#### PROBLEM DETAILS:
Scan the material below and copy every line holding the word "Option".

── THE DATA ──

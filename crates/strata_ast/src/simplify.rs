//! Constant folding of expression subtrees.
//!
//! Lowering only reshapes syntax; whenever it needs a number (a range bound, a
//! parameter value, a struct size) it hands the subtree to a [`Simplifier`].
//! [`ConstFolder`] folds two-state integer arithmetic and resolves parameter
//! references through a [`ConstResolver`].

use crate::ast::Ast;
use crate::const_value::{ConstValue, UNSIZED_WIDTH};
use crate::ids::NodeId;
use crate::node::{BinaryOp, NodeKind, UnaryOp};
use std::collections::HashMap;
use strata_common::Ident;

/// Maps names to the declarations currently in scope.
pub trait ConstResolver {
    /// Returns the declaration node for `name`, if one is in scope.
    fn lookup(&self, name: Ident) -> Option<NodeId>;
}

/// A resolver with nothing in scope.
#[derive(Debug, Clone, Copy, Default)]
pub struct NoConsts;

impl ConstResolver for NoConsts {
    fn lookup(&self, _name: Ident) -> Option<NodeId> {
        None
    }
}

impl ConstResolver for HashMap<Ident, NodeId> {
    fn lookup(&self, name: Ident) -> Option<NodeId> {
        self.get(&name).copied()
    }
}

/// A constant simplifier.
pub trait Simplifier {
    /// Folds `node` as far as possible.
    ///
    /// Returns a new constant node when the whole subtree is constant;
    /// otherwise folds constant children in place and returns `node`.
    fn simplify(&self, ast: &mut Ast, node: NodeId, resolver: &dyn ConstResolver) -> NodeId;

    /// Folds `node` and returns its integer value if it became a constant.
    fn eval_int(&self, ast: &mut Ast, node: NodeId, resolver: &dyn ConstResolver) -> Option<i64> {
        let folded = self.simplify(ast, node, resolver);
        ast.const_int(folded)
    }
}

/// Parameter chains deeper than this are treated as non-constant.
const MAX_DEPTH: usize = 64;

/// The shipped [`Simplifier`].
#[derive(Debug, Clone, Copy, Default)]
pub struct ConstFolder;

#[derive(Clone, Copy, Debug, PartialEq)]
struct Folded {
    value: i64,
    width: u32,
    signed: bool,
}

impl Folded {
    fn new(value: i64, width: u32, signed: bool) -> Self {
        let width = width.clamp(1, 64);
        let value = if width == 64 {
            value
        } else if signed {
            let shift = 64 - width;
            (value << shift) >> shift
        } else {
            value & mask(width)
        };
        Self {
            value,
            width,
            signed,
        }
    }

    fn bool(b: bool) -> Self {
        Self::new(i64::from(b), 1, false)
    }
}

fn mask(width: u32) -> i64 {
    if width >= 64 {
        -1
    } else {
        (1i64 << width) - 1
    }
}

fn clog2(n: i64) -> i64 {
    if n <= 1 {
        0
    } else {
        i64::from(64 - ((n - 1) as u64).leading_zeros())
    }
}

impl Simplifier for ConstFolder {
    fn simplify(&self, ast: &mut Ast, node: NodeId, resolver: &dyn ConstResolver) -> NodeId {
        self.fold(ast, node, resolver, 0)
    }
}

impl ConstFolder {
    fn fold(&self, ast: &mut Ast, id: NodeId, res: &dyn ConstResolver, depth: usize) -> NodeId {
        if ast.kind(id) == NodeKind::Constant || depth > MAX_DEPTH {
            return id;
        }
        if let Some(f) = self.eval(ast, id, res, depth) {
            let loc = ast.node(id).loc;
            let value = if f.signed {
                ConstValue::signed(f.value, f.width)
            } else {
                ConstValue::int(f.value, f.width)
            };
            return ast.mk_const(value, loc);
        }
        let children = ast.children(id).to_vec();
        for c in children {
            let folded = self.fold(ast, c, res, depth + 1);
            if folded != c {
                ast.replace_child(id, c, folded);
            }
        }
        id
    }

    fn eval(&self, ast: &Ast, id: NodeId, res: &dyn ConstResolver, depth: usize) -> Option<Folded> {
        if depth > MAX_DEPTH {
            return None;
        }
        let node = ast.node(id);
        let child = |i: usize| -> Option<Folded> {
            let c = *node.children.get(i)?;
            self.eval(ast, c, res, depth + 1)
        };
        match node.kind {
            NodeKind::Constant => {
                let v = node.value.as_ref()?;
                let value = v.as_int()?;
                Some(Folded::new(value, v.width(), v.is_signed()))
            }
            NodeKind::Identifier if node.children.is_empty() => {
                let decl = res.lookup(node.name)?;
                let value = param_value(ast, decl)?;
                self.eval(ast, value, res, depth + 1)
            }
            NodeKind::SelfSz => child(0),
            NodeKind::ToSigned => child(0).map(|f| Folded::new(f.value, f.width, true)),
            NodeKind::ToUnsigned => child(0).map(|f| Folded::new(f.value, f.width, false)),
            NodeKind::Unary(op) => {
                let a = child(0)?;
                Some(unary(op, a))
            }
            NodeKind::Binary(op) => {
                let a = child(0)?;
                let b = child(1)?;
                binary(op, a, b)
            }
            NodeKind::Ternary => {
                let c = child(0)?;
                if c.value != 0 {
                    child(1)
                } else {
                    child(2)
                }
            }
            NodeKind::Concat => {
                let mut value = 0i64;
                let mut width = 0u32;
                for i in 0..node.children.len() {
                    let part = child(i)?;
                    if width + part.width > 63 {
                        return None;
                    }
                    value |= (part.value & mask(part.width)) << width;
                    width += part.width;
                }
                Some(Folded::new(value, width, false))
            }
            NodeKind::Replicate => {
                let count = child(0)?.value;
                let part = child(1)?;
                if count < 0 || i64::from(part.width) * count > 63 {
                    return None;
                }
                let mut value = 0i64;
                for i in 0..count {
                    value |= (part.value & mask(part.width)) << (i64::from(part.width) * i);
                }
                Some(Folded::new(value, part.width * count as u32, false))
            }
            NodeKind::FCall => match ast.resolve(node.name) {
                "$clog2" => child(0).map(|f| Folded::new(clog2(f.value), UNSIZED_WIDTH, true)),
                "$bits" => {
                    let arg = *node.children.first()?;
                    let width = self.bits_of(ast, arg, res, depth + 1)?;
                    Some(Folded::new(width, UNSIZED_WIDTH, true))
                }
                _ => None,
            },
            _ => None,
        }
    }

    /// Width in bits of an expression or of the declaration an identifier names.
    fn bits_of(&self, ast: &Ast, id: NodeId, res: &dyn ConstResolver, depth: usize) -> Option<i64> {
        let node = ast.node(id);
        if node.kind == NodeKind::Identifier && node.children.is_empty() {
            if let Some(decl) = res.lookup(node.name) {
                return self.decl_width(ast, decl, res, depth + 1);
            }
        }
        self.eval(ast, id, res, depth).map(|f| i64::from(f.width))
    }

    fn decl_width(&self, ast: &Ast, decl: NodeId, res: &dyn ConstResolver, depth: usize) -> Option<i64> {
        if depth > MAX_DEPTH {
            return None;
        }
        let node = ast.node(decl);
        match node.kind {
            NodeKind::Struct | NodeKind::Union => {
                let (l, r) = ast.layout_span(decl)?;
                return Some(l - r + 1);
            }
            NodeKind::Typedef => {
                let inner = *node.children.first()?;
                return self.decl_width(ast, inner, res, depth + 1);
            }
            _ => {}
        }
        let mut width = 1i64;
        let mut any_range = false;
        let ranges = node
            .children
            .iter()
            .chain(node.decl.packed.iter())
            .chain(node.decl.unpacked.iter())
            .copied()
            .filter(|&c| ast.kind(c) == NodeKind::Range);
        for r in ranges {
            any_range = true;
            let bounds = ast.children(r);
            let l = self.eval(ast, *bounds.first()?, res, depth + 1)?.value;
            let rv = match bounds.get(1) {
                Some(&b) => self.eval(ast, b, res, depth + 1)?.value,
                None => l,
            };
            width *= (l - rv).abs() + 1;
        }
        if !any_range {
            if let Some(wt) = node.decl.wiretype {
                let ty = res.lookup(wt)?;
                return self.decl_width(ast, ty, res, depth + 1);
            }
            if node.kind.is_param() {
                let value = param_value(ast, decl)?;
                return self.eval(ast, value, res, depth + 1).map(|f| i64::from(f.width));
            }
        }
        Some(width)
    }
}

/// The value expression of a parameter declaration: its first child that is
/// not a range or type reference.
pub fn param_value(ast: &Ast, decl: NodeId) -> Option<NodeId> {
    if !ast.kind(decl).is_param() {
        return None;
    }
    ast.find_child(decl, |n| !matches!(n.kind, NodeKind::Range | NodeKind::WireType))
}

fn unary(op: UnaryOp, a: Folded) -> Folded {
    let m = mask(a.width);
    match op {
        UnaryOp::Neg => Folded::new(a.value.wrapping_neg(), a.width, a.signed),
        UnaryOp::Pos => a,
        UnaryOp::BitNot => Folded::new(!a.value, a.width, a.signed),
        UnaryOp::LogicNot => Folded::bool(a.value == 0),
        UnaryOp::ReduceAnd => Folded::bool(a.value & m == m),
        UnaryOp::ReduceOr | UnaryOp::ReduceBool => Folded::bool(a.value & m != 0),
        UnaryOp::ReduceXor => Folded::bool((a.value & m).count_ones() % 2 == 1),
        UnaryOp::ReduceXnor => Folded::bool((a.value & m).count_ones() % 2 == 0),
    }
}

fn binary(op: BinaryOp, a: Folded, b: Folded) -> Option<Folded> {
    let width = a.width.max(b.width);
    let signed = a.signed && b.signed;
    let arith = |v: i64| Some(Folded::new(v, width, signed));
    let shift_amount = u32::try_from(b.value).unwrap_or(u32::MAX);
    match op {
        BinaryOp::Add => arith(a.value.wrapping_add(b.value)),
        BinaryOp::Sub => arith(a.value.wrapping_sub(b.value)),
        BinaryOp::Mul => arith(a.value.wrapping_mul(b.value)),
        BinaryOp::Div => arith(a.value.checked_div(b.value)?),
        BinaryOp::Mod => arith(a.value.checked_rem(b.value)?),
        BinaryOp::Pow => {
            let exp = u32::try_from(b.value).ok()?;
            arith(a.value.checked_pow(exp)?)
        }
        BinaryOp::BitAnd => arith(a.value & b.value),
        BinaryOp::BitOr => arith(a.value | b.value),
        BinaryOp::BitXor => arith(a.value ^ b.value),
        BinaryOp::BitXnor => arith(!(a.value ^ b.value)),
        BinaryOp::LogicAnd => Some(Folded::bool(a.value != 0 && b.value != 0)),
        BinaryOp::LogicOr => Some(Folded::bool(a.value != 0 || b.value != 0)),
        BinaryOp::Eq | BinaryOp::EqX => Some(Folded::bool(a.value == b.value)),
        BinaryOp::Ne | BinaryOp::NeX => Some(Folded::bool(a.value != b.value)),
        BinaryOp::Lt => Some(Folded::bool(a.value < b.value)),
        BinaryOp::Le => Some(Folded::bool(a.value <= b.value)),
        BinaryOp::Gt => Some(Folded::bool(a.value > b.value)),
        BinaryOp::Ge => Some(Folded::bool(a.value >= b.value)),
        BinaryOp::Shl | BinaryOp::SShl => {
            let v = a.value.checked_shl(shift_amount).unwrap_or(0);
            Some(Folded::new(v, a.width, a.signed))
        }
        BinaryOp::Shr => {
            let v = ((a.value & mask(a.width)) as u64).checked_shr(shift_amount).unwrap_or(0);
            Some(Folded::new(v as i64, a.width, a.signed))
        }
        BinaryOp::SShr => {
            if a.signed {
                let v = a.value >> shift_amount.min(63);
                Some(Folded::new(v, a.width, true))
            } else {
                binary(BinaryOp::Shr, a, b)
            }
        }
    }
}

───

#### OUTPUT FOR THIS TASK:
    fn lookup(&self, name: Ident) -> Option<NodeId>;
    fn lookup(&self, _name: Ident) -> Option<NodeId> {
    fn lookup(&self, name: Ident) -> Option<NodeId> {
    fn eval_int(&self, ast: &mut Ast, node: NodeId, resolver: &dyn ConstResolver) -> Option<i64> {
    fn eval(&self, ast: &Ast, id: NodeId, res: &dyn ConstResolver, depth: usize) -> Option<Folded> {
        let child = |i: usize| -> Option<Folded> {
    fn bits_of(&self, ast: &Ast, id: NodeId, res: &dyn ConstResolver, depth: usize) -> Option<i64> {
    fn decl_width(&self, ast: &Ast, decl: NodeId, res: &dyn ConstResolver, depth: usize) -> Option<i64> {
pub fn param_value(ast: &Ast, decl: NodeId) -> Option<NodeId> {
fn binary(op: BinaryOp, a: Folded, b: Folded) -> Option<Folded> {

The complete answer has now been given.